Locate every line in the records below that contains the word "RequiredAction", and copy each one.

****************

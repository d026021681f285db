// SPDX-License-Identifier: Apache-2.0
// © James Ross Ω FLYING•ROBOTS <https://github.com/flyingrobots>
//! Notification-engine behavior: key-overlap gating, reference recycling,
//! error-only changes, and per-subscription failure containment.
mod common;

use common::{
    commit, commit_with_errors, me_payload, me_selector, node_payload, node_selector,
    nodes_payload, nodes_selector, spy,
};
use serde_json::json;
use std::sync::Arc;
use weft_core::{
    ChangeGranularity, DataError, DataValue, LinkedField, PathSegment, PayloadError,
    RequiredAction, RequiredField, ScalarField, Selection, Selector, Store, StoreConfig, Variables,
};

#[test]
fn unrelated_singular_publish_triggers_no_reread_in_field_granular_mode() {
    let mut store = Store::default();
    commit(&mut store, &me_selector(), &me_payload());

    let snapshot = store.lookup(&me_selector()).expect("lookup succeeds");
    let (calls, callback) = spy();
    let _token = store.subscribe(snapshot, callback);

    // A different root field on the shared root record: node(id:"5").
    let receipt = commit(&mut store, &node_selector("5"), &node_payload("5", "Other"));

    assert_eq!(receipt.subscriptions_reread, 0);
    assert_eq!(receipt.subscriptions_notified, 0);
    assert!(calls.borrow().is_empty());
}

#[test]
fn unrelated_singular_publish_rereads_but_never_notifies_in_coarse_mode() {
    let mut store = Store::new(StoreConfig {
        granularity: ChangeGranularity::RecordCoarse,
        ..StoreConfig::default()
    });
    commit(&mut store, &me_selector(), &me_payload());

    let snapshot = store.lookup(&me_selector()).expect("lookup succeeds");
    let (calls, callback) = spy();
    let _token = store.subscribe(snapshot, callback);

    let receipt = commit(&mut store, &node_selector("5"), &node_payload("5", "Other"));

    // The shared root record makes the coarse overlap a false positive: the
    // store must re-read, but recycling proves nothing changed and the
    // callback never runs.
    assert_eq!(receipt.subscriptions_reread, 1);
    assert_eq!(receipt.subscriptions_notified, 0);
    assert!(calls.borrow().is_empty());
}

#[test]
fn unrelated_plural_publish_triggers_no_reread_in_field_granular_mode() {
    let mut store = Store::default();
    commit(&mut store, &me_selector(), &me_payload());

    let snapshot = store.lookup(&me_selector()).expect("lookup succeeds");
    let (calls, callback) = spy();
    let _token = store.subscribe(snapshot, callback);

    let receipt = commit(
        &mut store,
        &nodes_selector(&["1", "2"]),
        &nodes_payload(&[("1", "Alice"), ("2", "Bob")]),
    );

    assert_eq!(receipt.subscriptions_reread, 0);
    assert!(calls.borrow().is_empty());
}

#[test]
fn error_on_unchanged_null_field_rereads_and_notifies() {
    let mut store = Store::default();
    commit(&mut store, &me_selector(), &json!({"me": null}));

    let snapshot = store.lookup(&me_selector()).expect("lookup succeeds");
    let (calls, callback) = spy();
    let _token = store.subscribe(snapshot, callback);

    // The value stays null, but an error appears on the me field.
    let receipt = commit_with_errors(
        &mut store,
        &me_selector(),
        &json!({"me": null}),
        &[PayloadError::new(
            "Could not fetch me",
            vec![PathSegment::key("me")],
        )],
    );

    assert_eq!(receipt.subscriptions_reread, 1);
    assert_eq!(receipt.subscriptions_notified, 1);
    let calls = calls.borrow();
    assert_eq!(calls.len(), 1);
    assert!(calls[0].errors.iter().any(|error| matches!(
        error,
        DataError::Field { message, .. } if message.as_ref() == "Could not fetch me"
    )));
}

#[test]
fn error_only_change_also_rereads_in_coarse_mode() {
    let mut store = Store::new(StoreConfig {
        granularity: ChangeGranularity::RecordCoarse,
        ..StoreConfig::default()
    });
    commit(&mut store, &me_selector(), &json!({"me": null}));

    let snapshot = store.lookup(&me_selector()).expect("lookup succeeds");
    let (calls, callback) = spy();
    let _token = store.subscribe(snapshot, callback);

    let receipt = commit_with_errors(
        &mut store,
        &me_selector(),
        &json!({"me": null}),
        &[PayloadError::new(
            "Could not fetch me",
            vec![PathSegment::key("me")],
        )],
    );

    assert_eq!(receipt.subscriptions_reread, 1);
    assert_eq!(calls.borrow().len(), 1);
}

#[test]
fn plural_membership_change_notifies_with_new_list() {
    let mut store = Store::default();
    let selector = nodes_selector(&["1", "2"]);
    commit(
        &mut store,
        &selector,
        &nodes_payload(&[("1", "Alice"), ("2", "Bob")]),
    );

    let snapshot = store.lookup(&selector).expect("lookup succeeds");
    let (calls, callback) = spy();
    let _token = store.subscribe(snapshot, callback);

    // Same query, new membership: [1, 2] becomes [1, 3].
    let receipt = commit(
        &mut store,
        &selector,
        &nodes_payload(&[("1", "Alice"), ("3", "Charlie")]),
    );

    assert_eq!(receipt.subscriptions_notified, 1);
    let calls = calls.borrow();
    assert_eq!(calls.len(), 1);
    let DataValue::Object(root) = &calls[0].data else {
        panic!("expected object data");
    };
    let DataValue::List(nodes) = &root["nodes"] else {
        panic!("expected nodes list");
    };
    let names: Vec<&DataValue> = nodes
        .iter()
        .filter_map(|node| match node {
            DataValue::Object(user) => user.get("name"),
            _ => None,
        })
        .collect();
    assert_eq!(
        names,
        [
            &DataValue::Scalar(json!("Alice")),
            &DataValue::Scalar(json!("Charlie")),
        ]
    );
}

#[test]
fn at_most_one_callback_per_publish() {
    let mut store = Store::default();
    commit(&mut store, &me_selector(), &me_payload());

    let snapshot = store.lookup(&me_selector()).expect("lookup succeeds");
    let (calls, callback) = spy();
    let _token = store.subscribe(snapshot, callback);

    // One publish changing two fields the subscription sees.
    let receipt = commit(
        &mut store,
        &me_selector(),
        &json!({
            "me": {
                "__typename": "User",
                "id": "4",
                "name": "Mark",
                "profilePicture": {"uri": "https://photo2.jpg"},
                "emailAddresses": ["a@b.com", "c@d.com"],
            }
        }),
    );

    assert_eq!(receipt.subscriptions_reread, 1);
    assert_eq!(receipt.subscriptions_notified, 1);
    assert_eq!(calls.borrow().len(), 1);
}

#[test]
fn disposed_subscription_sees_nothing_further() {
    let mut store = Store::default();
    commit(&mut store, &me_selector(), &me_payload());

    let snapshot = store.lookup(&me_selector()).expect("lookup succeeds");
    let (calls, callback) = spy();
    let token = store.subscribe(snapshot, callback);

    commit(
        &mut store,
        &me_selector(),
        &json!({"me": {"__typename": "User", "id": "4", "name": "Mark"}}),
    );
    assert_eq!(calls.borrow().len(), 1);

    store.unsubscribe(token);
    commit(
        &mut store,
        &me_selector(),
        &json!({"me": {"__typename": "User", "id": "4", "name": "Again"}}),
    );
    assert_eq!(calls.borrow().len(), 1);
}

#[test]
fn failing_reread_is_contained_to_its_subscription() {
    let mut store = Store::default();
    let viewer_payload = json!({"viewer": {"__typename": "User", "id": "7", "name": "Ada"}});

    let throwing = Selector::operation(
        Arc::from([Selection::Required(RequiredField {
            field: Box::new(Selection::Linked(LinkedField::singular(
                "viewer",
                [Selection::Scalar(ScalarField::plain("name"))],
            ))),
            action: RequiredAction::Throw,
        })]),
        Variables::new(),
    );
    let plain = Selector::operation(
        Arc::from([Selection::Linked(LinkedField::singular(
            "viewer",
            [Selection::Scalar(ScalarField::plain("name"))],
        ))]),
        Variables::new(),
    );
    commit(&mut store, &plain, &viewer_payload);

    let (throw_calls, throw_callback) = spy();
    let snapshot = store.lookup(&throwing).expect("initial read succeeds");
    let _throwing_token = store.subscribe(snapshot, throw_callback);

    let (plain_calls, plain_callback) = spy();
    let snapshot = store.lookup(&plain).expect("lookup succeeds");
    let _plain_token = store.subscribe(snapshot, plain_callback);

    // viewer goes null: the throwing subscription's re-read fails, the
    // plain one must still be delivered.
    let receipt = commit(&mut store, &plain, &json!({"viewer": null}));

    assert_eq!(receipt.subscriptions_failed, 1);
    assert_eq!(receipt.subscriptions_notified, 1);
    assert!(throw_calls.borrow().is_empty());
    assert_eq!(plain_calls.borrow().len(), 1);
}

****************

= Exercise response =
    RequiredAction, RequiredField, ScalarField, Selection, Selector, Store, StoreConfig, Variables,
            action: RequiredAction::Throw,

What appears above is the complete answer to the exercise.